Many dealers reported having a strong showing, and a tour of the show just before opening revealed a whole host of strong offerings on exhibit.
Front and center was Roger D. Winter, Solebury, Penn., with a highly curated selection of English furniture and decorative works. A sublime furniture example was a George III mahogany writing desk, with a rectangular overhanging top with inset, leather-lined writing surface over a frieze with three short drawers on square, tapered legs. The piece dated to circa 1800.
There is never any shortage of fine paintings to choose from at this show either. Jaffe & Thurston, Wawarsing, N.Y., offered a booth full of fine paintings, including two oils on board: a winter landscape by Robert Shaw Wesson (1902–1967) and Minnie Lee Judson’s (1865–1938) “Haying on the Farm.” Art & Antique Gallery, Worcester, Mass., featured numerous choice paintings, including works by Ernest Albert, Sr (American, 1857–1946), and John J. Enneking (American, 1841–1916). Contemporary art standouts were showcased to great effect at Framont, Greenwich, Conn., and William Jeffrey Gallery, Florham Park, N.J.

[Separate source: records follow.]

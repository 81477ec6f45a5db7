use anyhow::Result;
use clap::Parser;
use tracing_subscriber::{layer::SubscriberExt, util::SubscriberInitExt};

mod auth;
mod cli;
mod config;
mod handlers;
mod router;
mod schemas;
#[cfg(test)]
mod test_utils;

use cli::Cli;

#[tokio::main]
async fn main() -> Result<()> {
    // Initialize tracing; RUST_LOG overrides the default filter
    tracing_subscriber::registry()
        .with(
            tracing_subscriber::EnvFilter::try_from_default_env()
                .unwrap_or_else(|_| "recipebox=debug,tower_http=debug,axum::rejection=trace".into()),
        )
        .with(tracing_subscriber::fmt::layer())
        .init();

    let cli = Cli::parse();
    cli.run().await
}
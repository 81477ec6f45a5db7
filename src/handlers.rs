pub mod health;
pub mod ingredients;
pub mod recipes;
pub mod tags;
pub mod users;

Basilius Besler’s copperplate engraving from Hortus Eystettensis (Garden of Eichstatt), depicting daffodils, tulips and leucoium (spring snowflake) was among several fine hand-colored works by the botanist in the booth of Joyce Krieg Antique Prints, Mendham, N.J., Krieg had several works from the 1613 first edition of his book, which detailed a wealth of flora found in a single garden that belonged to the Prince Bishop of Eichstatt. Besler was renowned for his botanical illustrations, and his engravings are credited as being the first large-folio natural history botanicals.
Buyers looking for some serious bling could wander down the aisle to the booth of Brad Reh, Southampton, N.Y., who had tasteful as well as audacious “statement” jewelry pieces, from a fine pearl, diamond and emerald bracelet to a Cartier bow pin with diamonds and pink gemstones.
A fun booth was that of Rise Tomorrow, Spring Lake, N.J., which had several carnival games on display and vintage advertising like a bottle cap-form Pepsi-Cola sign, a Delco “Freshness You Can See” sign and a Coca-Cola thermometer in the form of a bottle.
The show offerings ran the gamut from a “Le verre Francais” art glass vase at Porte Galleries, Northbrook, Ill., to a taxidermied squirrel whose limbs were replaced with those from a doll, as seen at Ros-Al Floral and Antiques, Carbondale, Penn.
After this show wrapped up, JMK Shows travels to Atlantic City for its March 8–9 show there at a new venue, the Trump Taj Mahal. Its annual jewelry show at the Pratt Mansions in New York City is next on the calendar April 12–13.